22 dB Signal-to-Noise Ratio Real-Time Proton Sound Detector for Experimental Beam Range Verification
Elia A. Vallicelli, A. Basçhirotto, Sebastian Lehrack, W. Assmann, Katia Parodi, S. Viola, G. Riccobene, Marcello De Matteis
Abstract
This paper presents the design and experimental characterization of a Proton Sound Detector (ProSD), a device that physically captures and senses the weak acoustic signal emitted by the fast energy deposition at the end of the same proton beam range.

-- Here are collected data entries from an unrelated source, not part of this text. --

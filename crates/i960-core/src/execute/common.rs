//! Shared helpers used across the REG-format executors.

use crate::env::Environment;
use crate::fault::Fault;
use crate::state::{Core, AC_OM_POS};

/// `d == 0` raises [`Fault::DivideByZero`] and leaves the destination
/// register untouched by the caller; otherwise the division proceeds.
pub fn div_check<E: Environment>(core: &Core, env: &mut E, d: u32) -> bool {
    let _ = core;
    if d == 0 {
        env.fault(Fault::DivideByZero);
    }
    d != 0
}

/// Signed overflow either sets the sticky `AC.OF` bit (when `AC.OM` masks
/// the fault) or raises [`Fault::IntegerOverflow`].
pub fn on_overflow<E: Environment>(core: &mut Core, env: &mut E, overflowed: bool) {
    if !overflowed {
        return;
    }
    if (core.ac >> AC_OM_POS) & 1 != 0 {
        core.ac |= 1 << crate::state::AC_OF_POS;
    } else {
        env.fault(Fault::IntegerOverflow);
    }
}

/// Supervisor-only instructions fault with [`Fault::TypeMismatch`] outside
/// supervisor mode.
pub fn check_supervisor<E: Environment>(core: &Core, env: &mut E) -> bool {
    if core.supervisor() {
        true
    } else {
        env.fault(Fault::TypeMismatch);
        false
    }
}
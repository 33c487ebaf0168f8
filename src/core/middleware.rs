use axum::{
    extract::Request,
    http::{header, HeaderValue, StatusCode},
    middleware::Next,
    response::{IntoResponse, Response},
};
use base64::prelude::*;
use std::sync::Arc;
use tower_http::cors::{AllowOrigin, Any, CorsLayer};
use tower_http::request_id::{MakeRequestId, RequestId};
use tracing::Span;
use uuid::Uuid;

/// Request ID generator using UUID v7 (time-ordered)
#[derive(Clone, Copy)]
pub struct MakeRequestUuid;

impl MakeRequestId for MakeRequestUuid {
    fn make_request_id<B>(&mut self, _request: &axum::http::Request<B>) -> Option<RequestId> {
        HeaderValue::from_str(&Uuid::now_v7().to_string())
            .ok()
            .map(RequestId::new)
    }
}

/// Tracing span carrying method, URI and the request id
#[derive(Clone, Debug)]
pub struct MakeSpanWithRequestId;

impl<B> tower_http::trace::MakeSpan<B> for MakeSpanWithRequestId {
    fn make_span(&mut self, request: &axum::http::Request<B>) -> Span {
        let request_id = request
            .headers()
            .get("x-request-id")
            .and_then(|v| v.to_str().ok())
            .unwrap_or("-");

        tracing::info_span!(
            "request",
            method = %request.method(),
            uri = %request.uri(),
            request_id = %request_id,
        )
    }
}

pub fn cors_layer(allowed_origins: Vec<String>) -> CorsLayer {
    let cors = CorsLayer::new().allow_methods(Any).allow_headers(Any);

    if allowed_origins.iter().any(|o| o == "*") {
        cors.allow_origin(Any)
    } else {
        let origins: Vec<HeaderValue> = allowed_origins
            .iter()
            .filter_map(|o| o.parse().ok())
            .collect();
        cors.allow_origin(AllowOrigin::list(origins))
    }
}

/// Basic auth guard for the API docs; `valid_credentials` is "user:pass"
pub fn basic_auth_middleware(
    valid_credentials: Arc<String>,
) -> impl Fn(
    Request,
    Next,
)
    -> std::pin::Pin<Box<dyn std::future::Future<Output = Result<Response, Response>> + Send>>
       + Clone {
    move |req: Request, next: Next| {
        let credentials = valid_credentials.clone();
        Box::pin(async move {
            let authorized = req
                .headers()
                .get(header::AUTHORIZATION)
                .and_then(|h| h.to_str().ok())
                .and_then(|h| h.strip_prefix("Basic "))
                .and_then(|encoded| BASE64_STANDARD.decode(encoded).ok())
                .and_then(|decoded| String::from_utf8(decoded).ok())
                .is_some_and(|creds| creds == *credentials);

            if authorized {
                return Ok(next.run(req).await);
            }

            Err((
                StatusCode::UNAUTHORIZED,
                [(header::WWW_AUTHENTICATE, "Basic realm=\"Swagger UI\"")],
                "Unauthorized",
            )
                .into_response())
        })
    }
}
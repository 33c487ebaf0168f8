use async_trait::async_trait;
use std::collections::HashMap;
use tokio::sync::RwLock;
use uuid::Uuid;

use super::SessionStore;
use crate::core::error::{AppError, Result};
use crate::features::uploads::models::UploadSession;

/// Session store for single-process deployments and tests
#[derive(Default)]
pub struct MemorySessionStore {
    sessions: RwLock<HashMap<Uuid, UploadSession>>,
}

impl MemorySessionStore {
    pub fn new() -> Self {
        Self::default()
    }
}

#[async_trait]
impl SessionStore for MemorySessionStore {
    async fn insert(&self, session: &UploadSession) -> Result<()> {
        let mut sessions = self.sessions.write().await;
        if sessions.contains_key(&session.upload_id) {
            return Err(AppError::Internal(format!(
                "Upload session {} already exists",
                session.upload_id
            )));
        }
        sessions.insert(session.upload_id, session.clone());
        Ok(())
    }

    async fn get(&self, upload_id: Uuid) -> Result<Option<UploadSession>> {
        Ok(self.sessions.read().await.get(&upload_id).cloned())
    }

    async fn compare_and_swap(
        &self,
        expected_version: i64,
        session: &UploadSession,
    ) -> Result<bool> {
        let mut sessions = self.sessions.write().await;
        match sessions.get_mut(&session.upload_id) {
            Some(stored) if stored.version == expected_version => {
                *stored = session.clone();
                Ok(true)
            }
            _ => Ok(false),
        }
    }

    async fn delete(&self, upload_id: Uuid) -> Result<bool> {
        Ok(self.sessions.write().await.remove(&upload_id).is_some())
    }

    async fn list(&self) -> Result<Vec<UploadSession>> {
        Ok(self.sessions.read().await.values().cloned().collect())
    }
}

The measured acoustic signal Time-of-Flight provides a very accurate (13 μm accuracy) measure of the proton beam penetration depth in water, improving the proton range verification accuracy w.r.t. previous works in pre-clinical scenarios. This suggests interesting possibilities for high-accuracy and real-time beam monitoring and calibration in hadron-therapy for cancer treatment. The detector has been fully characterized and tested with a physical 20 MeV proton beam in a water energy absorber. The ProSD and the water tank have been mounted in front of the exit layer of a 20 MeV 120 ns pulse time-width proton beam. A clear sinusoidal-like acoustic signal of 5 Pa and 2.3 MHz frequency has been detected at 12 dB SNR with 0.8 Gy single shot dose. After averaging 10 beam shots the achieved Signal-to-Noise-Ratio is 22 dB allowing a ±7.5 μm precision vs. previously reported ±45μm ionoacoustic precision.